* DIRECTIONS *
Present each line of the entries below that holds the word "removed".
===============
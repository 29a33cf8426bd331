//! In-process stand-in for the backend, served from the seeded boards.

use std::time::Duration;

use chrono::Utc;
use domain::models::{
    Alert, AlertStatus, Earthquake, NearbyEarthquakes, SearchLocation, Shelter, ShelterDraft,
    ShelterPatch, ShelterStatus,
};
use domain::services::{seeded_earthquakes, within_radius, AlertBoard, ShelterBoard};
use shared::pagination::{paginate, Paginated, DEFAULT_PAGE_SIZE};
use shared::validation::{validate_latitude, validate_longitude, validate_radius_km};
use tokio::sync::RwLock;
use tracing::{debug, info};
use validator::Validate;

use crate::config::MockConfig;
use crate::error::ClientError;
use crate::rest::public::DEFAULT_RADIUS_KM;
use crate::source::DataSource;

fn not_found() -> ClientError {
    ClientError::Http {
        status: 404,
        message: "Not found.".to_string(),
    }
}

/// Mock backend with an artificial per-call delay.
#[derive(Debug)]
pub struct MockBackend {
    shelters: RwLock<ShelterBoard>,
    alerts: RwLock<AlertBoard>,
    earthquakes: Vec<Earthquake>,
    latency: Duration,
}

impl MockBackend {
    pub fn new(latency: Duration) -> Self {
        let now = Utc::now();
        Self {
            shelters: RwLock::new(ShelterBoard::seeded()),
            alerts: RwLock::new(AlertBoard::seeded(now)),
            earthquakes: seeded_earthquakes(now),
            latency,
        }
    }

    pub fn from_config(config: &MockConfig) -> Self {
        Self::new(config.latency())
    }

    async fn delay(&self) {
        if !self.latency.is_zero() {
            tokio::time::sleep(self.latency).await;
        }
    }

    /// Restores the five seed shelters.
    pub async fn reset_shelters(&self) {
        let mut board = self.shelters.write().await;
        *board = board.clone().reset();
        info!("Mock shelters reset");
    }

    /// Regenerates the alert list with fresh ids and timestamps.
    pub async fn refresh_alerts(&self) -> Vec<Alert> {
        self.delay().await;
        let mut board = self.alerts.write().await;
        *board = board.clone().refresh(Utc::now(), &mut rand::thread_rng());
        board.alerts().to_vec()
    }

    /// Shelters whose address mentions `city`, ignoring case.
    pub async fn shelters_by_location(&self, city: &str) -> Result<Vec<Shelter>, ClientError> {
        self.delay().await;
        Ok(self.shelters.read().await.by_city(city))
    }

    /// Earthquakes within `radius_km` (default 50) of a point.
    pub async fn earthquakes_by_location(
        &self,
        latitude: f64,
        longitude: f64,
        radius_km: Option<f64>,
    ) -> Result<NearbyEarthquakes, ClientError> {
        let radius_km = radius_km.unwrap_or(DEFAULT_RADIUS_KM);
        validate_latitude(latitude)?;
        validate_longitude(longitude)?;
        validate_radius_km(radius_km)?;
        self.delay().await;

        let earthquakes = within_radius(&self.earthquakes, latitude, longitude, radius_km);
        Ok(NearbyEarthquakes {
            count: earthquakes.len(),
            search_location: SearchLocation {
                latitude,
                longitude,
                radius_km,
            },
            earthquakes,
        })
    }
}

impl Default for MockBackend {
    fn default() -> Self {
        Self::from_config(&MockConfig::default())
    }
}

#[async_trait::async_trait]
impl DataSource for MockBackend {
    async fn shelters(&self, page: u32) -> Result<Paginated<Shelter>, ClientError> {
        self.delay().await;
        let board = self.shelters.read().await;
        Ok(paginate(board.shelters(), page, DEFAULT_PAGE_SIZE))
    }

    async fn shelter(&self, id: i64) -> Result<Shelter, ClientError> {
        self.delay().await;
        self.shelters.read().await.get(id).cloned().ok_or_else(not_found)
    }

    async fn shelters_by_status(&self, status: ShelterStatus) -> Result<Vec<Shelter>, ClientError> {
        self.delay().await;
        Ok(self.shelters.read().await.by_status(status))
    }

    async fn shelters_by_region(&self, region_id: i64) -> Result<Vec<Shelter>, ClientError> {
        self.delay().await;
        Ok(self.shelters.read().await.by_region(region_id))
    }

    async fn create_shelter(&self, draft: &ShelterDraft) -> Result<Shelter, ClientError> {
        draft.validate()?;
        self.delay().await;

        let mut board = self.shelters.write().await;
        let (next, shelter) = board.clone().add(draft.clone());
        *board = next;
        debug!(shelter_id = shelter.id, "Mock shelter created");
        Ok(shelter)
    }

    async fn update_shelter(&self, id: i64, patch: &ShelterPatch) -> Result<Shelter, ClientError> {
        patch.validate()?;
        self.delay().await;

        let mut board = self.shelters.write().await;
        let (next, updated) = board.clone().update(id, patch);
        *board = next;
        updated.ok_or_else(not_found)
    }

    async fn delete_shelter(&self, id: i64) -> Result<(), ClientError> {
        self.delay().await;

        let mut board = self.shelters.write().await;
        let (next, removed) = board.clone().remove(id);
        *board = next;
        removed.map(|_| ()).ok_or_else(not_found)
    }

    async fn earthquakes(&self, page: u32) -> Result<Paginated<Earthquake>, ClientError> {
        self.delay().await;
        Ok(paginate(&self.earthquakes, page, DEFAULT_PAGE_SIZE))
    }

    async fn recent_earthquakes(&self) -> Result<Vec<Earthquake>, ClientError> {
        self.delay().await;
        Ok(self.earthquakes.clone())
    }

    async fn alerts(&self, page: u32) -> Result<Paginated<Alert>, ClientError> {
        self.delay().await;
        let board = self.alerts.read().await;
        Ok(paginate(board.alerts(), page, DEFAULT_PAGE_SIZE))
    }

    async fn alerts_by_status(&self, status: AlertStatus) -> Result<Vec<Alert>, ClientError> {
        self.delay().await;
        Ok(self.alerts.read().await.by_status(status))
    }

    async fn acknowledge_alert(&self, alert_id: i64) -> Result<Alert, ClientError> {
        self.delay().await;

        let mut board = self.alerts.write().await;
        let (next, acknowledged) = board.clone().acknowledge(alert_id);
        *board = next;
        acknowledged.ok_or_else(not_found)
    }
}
===============
* RESULT *
        let (next, removed) = board.clone().remove(id);
        removed.map(|_| ()).ok_or_else(not_found)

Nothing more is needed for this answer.